What to do. The required output is a single number: how many lines of the material contain the string "HashMap".

Information supplied.

▼

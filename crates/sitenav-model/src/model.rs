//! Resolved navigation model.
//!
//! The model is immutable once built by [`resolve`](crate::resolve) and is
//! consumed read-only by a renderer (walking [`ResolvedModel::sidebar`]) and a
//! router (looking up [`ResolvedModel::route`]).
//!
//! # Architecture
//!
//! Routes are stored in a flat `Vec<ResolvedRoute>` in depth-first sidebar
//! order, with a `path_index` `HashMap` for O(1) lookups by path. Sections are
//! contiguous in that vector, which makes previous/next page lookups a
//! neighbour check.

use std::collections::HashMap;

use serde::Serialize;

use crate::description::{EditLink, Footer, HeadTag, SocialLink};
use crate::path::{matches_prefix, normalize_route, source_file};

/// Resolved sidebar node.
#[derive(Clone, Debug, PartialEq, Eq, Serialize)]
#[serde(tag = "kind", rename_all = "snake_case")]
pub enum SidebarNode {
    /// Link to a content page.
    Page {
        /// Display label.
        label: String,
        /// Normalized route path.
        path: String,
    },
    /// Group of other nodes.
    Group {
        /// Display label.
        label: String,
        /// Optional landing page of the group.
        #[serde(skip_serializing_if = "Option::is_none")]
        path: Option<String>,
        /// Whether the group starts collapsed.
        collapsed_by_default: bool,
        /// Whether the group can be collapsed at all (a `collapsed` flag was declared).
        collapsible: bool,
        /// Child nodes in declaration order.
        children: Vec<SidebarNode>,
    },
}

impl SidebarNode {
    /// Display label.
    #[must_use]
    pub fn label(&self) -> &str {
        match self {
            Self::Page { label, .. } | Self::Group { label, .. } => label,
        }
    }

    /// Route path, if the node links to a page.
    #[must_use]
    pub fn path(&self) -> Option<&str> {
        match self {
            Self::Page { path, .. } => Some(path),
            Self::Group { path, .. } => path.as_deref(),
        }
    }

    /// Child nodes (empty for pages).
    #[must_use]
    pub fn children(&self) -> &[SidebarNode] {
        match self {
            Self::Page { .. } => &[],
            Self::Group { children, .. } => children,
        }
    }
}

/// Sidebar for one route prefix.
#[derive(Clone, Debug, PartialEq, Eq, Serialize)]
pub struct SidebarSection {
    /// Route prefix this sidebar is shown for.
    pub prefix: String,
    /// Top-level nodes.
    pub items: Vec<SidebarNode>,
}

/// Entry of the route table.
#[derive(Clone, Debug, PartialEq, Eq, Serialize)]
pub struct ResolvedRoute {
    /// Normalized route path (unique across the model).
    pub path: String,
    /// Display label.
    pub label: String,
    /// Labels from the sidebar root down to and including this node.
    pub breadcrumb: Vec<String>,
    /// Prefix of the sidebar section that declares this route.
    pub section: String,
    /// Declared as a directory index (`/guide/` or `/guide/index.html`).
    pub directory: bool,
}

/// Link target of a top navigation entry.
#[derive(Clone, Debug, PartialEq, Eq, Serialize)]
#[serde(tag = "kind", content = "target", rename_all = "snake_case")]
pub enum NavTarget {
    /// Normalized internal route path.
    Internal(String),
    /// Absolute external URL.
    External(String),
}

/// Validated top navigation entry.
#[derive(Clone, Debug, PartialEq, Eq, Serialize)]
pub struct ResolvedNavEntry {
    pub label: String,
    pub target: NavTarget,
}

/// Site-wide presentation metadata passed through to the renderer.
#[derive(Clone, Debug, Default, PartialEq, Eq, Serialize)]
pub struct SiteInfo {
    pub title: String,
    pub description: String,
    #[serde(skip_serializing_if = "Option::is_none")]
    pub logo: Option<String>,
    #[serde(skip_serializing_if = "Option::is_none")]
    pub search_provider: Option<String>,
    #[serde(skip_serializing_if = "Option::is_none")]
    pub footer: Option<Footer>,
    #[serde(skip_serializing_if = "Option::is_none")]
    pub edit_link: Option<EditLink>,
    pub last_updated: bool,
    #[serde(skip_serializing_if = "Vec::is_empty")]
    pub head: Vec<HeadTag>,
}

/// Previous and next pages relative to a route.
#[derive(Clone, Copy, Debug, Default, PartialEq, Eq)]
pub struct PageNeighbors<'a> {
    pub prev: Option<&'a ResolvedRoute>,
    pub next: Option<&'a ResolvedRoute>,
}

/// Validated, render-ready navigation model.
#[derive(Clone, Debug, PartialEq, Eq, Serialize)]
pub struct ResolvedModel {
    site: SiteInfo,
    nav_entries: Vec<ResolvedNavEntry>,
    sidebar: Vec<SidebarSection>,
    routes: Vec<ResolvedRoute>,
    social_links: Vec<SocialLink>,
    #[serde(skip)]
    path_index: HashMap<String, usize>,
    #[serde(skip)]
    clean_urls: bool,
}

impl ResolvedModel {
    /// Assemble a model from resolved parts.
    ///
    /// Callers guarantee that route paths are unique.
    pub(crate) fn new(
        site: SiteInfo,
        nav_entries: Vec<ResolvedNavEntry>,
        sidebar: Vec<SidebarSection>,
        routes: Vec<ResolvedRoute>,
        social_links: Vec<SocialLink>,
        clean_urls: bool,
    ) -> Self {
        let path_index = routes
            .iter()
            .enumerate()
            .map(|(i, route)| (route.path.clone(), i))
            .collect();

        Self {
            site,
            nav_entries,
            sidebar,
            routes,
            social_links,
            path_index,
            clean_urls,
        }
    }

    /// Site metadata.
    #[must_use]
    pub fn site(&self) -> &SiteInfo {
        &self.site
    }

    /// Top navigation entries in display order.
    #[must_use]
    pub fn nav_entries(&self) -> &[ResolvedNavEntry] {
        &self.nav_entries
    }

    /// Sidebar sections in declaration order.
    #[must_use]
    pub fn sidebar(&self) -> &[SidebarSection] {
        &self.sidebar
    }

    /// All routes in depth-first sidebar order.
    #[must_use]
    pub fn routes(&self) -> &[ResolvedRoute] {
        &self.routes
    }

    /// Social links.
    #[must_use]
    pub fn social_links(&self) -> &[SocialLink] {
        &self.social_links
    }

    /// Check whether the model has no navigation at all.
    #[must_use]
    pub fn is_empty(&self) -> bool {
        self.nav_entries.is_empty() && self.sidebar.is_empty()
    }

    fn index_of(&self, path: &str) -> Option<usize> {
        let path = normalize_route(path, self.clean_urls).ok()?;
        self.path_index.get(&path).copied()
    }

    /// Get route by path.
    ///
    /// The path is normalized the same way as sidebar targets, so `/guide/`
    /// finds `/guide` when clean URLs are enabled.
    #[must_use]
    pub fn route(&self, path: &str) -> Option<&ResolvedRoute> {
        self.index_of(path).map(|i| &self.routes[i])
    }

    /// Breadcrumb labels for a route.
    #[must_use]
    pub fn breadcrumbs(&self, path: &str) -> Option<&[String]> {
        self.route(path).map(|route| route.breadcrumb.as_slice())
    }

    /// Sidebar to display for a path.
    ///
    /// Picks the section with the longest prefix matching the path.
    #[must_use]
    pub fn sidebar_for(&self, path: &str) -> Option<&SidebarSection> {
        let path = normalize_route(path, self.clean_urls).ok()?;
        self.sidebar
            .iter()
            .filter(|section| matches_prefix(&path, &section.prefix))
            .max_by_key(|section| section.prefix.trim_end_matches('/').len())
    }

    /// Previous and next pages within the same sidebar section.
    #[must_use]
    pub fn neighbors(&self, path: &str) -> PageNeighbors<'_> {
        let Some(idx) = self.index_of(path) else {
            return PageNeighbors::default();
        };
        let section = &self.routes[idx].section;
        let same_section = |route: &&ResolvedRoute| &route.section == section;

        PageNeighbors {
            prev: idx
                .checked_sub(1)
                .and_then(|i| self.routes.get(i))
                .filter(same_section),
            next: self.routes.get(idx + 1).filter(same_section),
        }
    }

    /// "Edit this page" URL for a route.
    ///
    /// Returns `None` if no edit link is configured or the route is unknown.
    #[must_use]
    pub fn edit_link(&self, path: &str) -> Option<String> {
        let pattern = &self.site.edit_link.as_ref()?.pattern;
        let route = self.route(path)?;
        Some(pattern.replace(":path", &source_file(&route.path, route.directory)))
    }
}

▲
▼

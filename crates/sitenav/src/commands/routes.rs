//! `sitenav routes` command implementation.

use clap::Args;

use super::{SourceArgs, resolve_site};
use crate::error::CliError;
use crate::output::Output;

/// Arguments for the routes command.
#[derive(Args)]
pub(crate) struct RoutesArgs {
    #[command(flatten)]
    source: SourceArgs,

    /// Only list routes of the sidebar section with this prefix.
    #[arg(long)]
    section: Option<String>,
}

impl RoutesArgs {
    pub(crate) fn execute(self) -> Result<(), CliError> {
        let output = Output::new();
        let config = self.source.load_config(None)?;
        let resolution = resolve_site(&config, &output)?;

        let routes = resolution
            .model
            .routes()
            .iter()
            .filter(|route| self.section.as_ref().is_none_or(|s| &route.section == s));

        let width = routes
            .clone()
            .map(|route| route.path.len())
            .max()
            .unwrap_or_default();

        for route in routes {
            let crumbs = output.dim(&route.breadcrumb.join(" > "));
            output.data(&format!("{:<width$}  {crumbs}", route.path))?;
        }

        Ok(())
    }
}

▲

Exercise answer. 3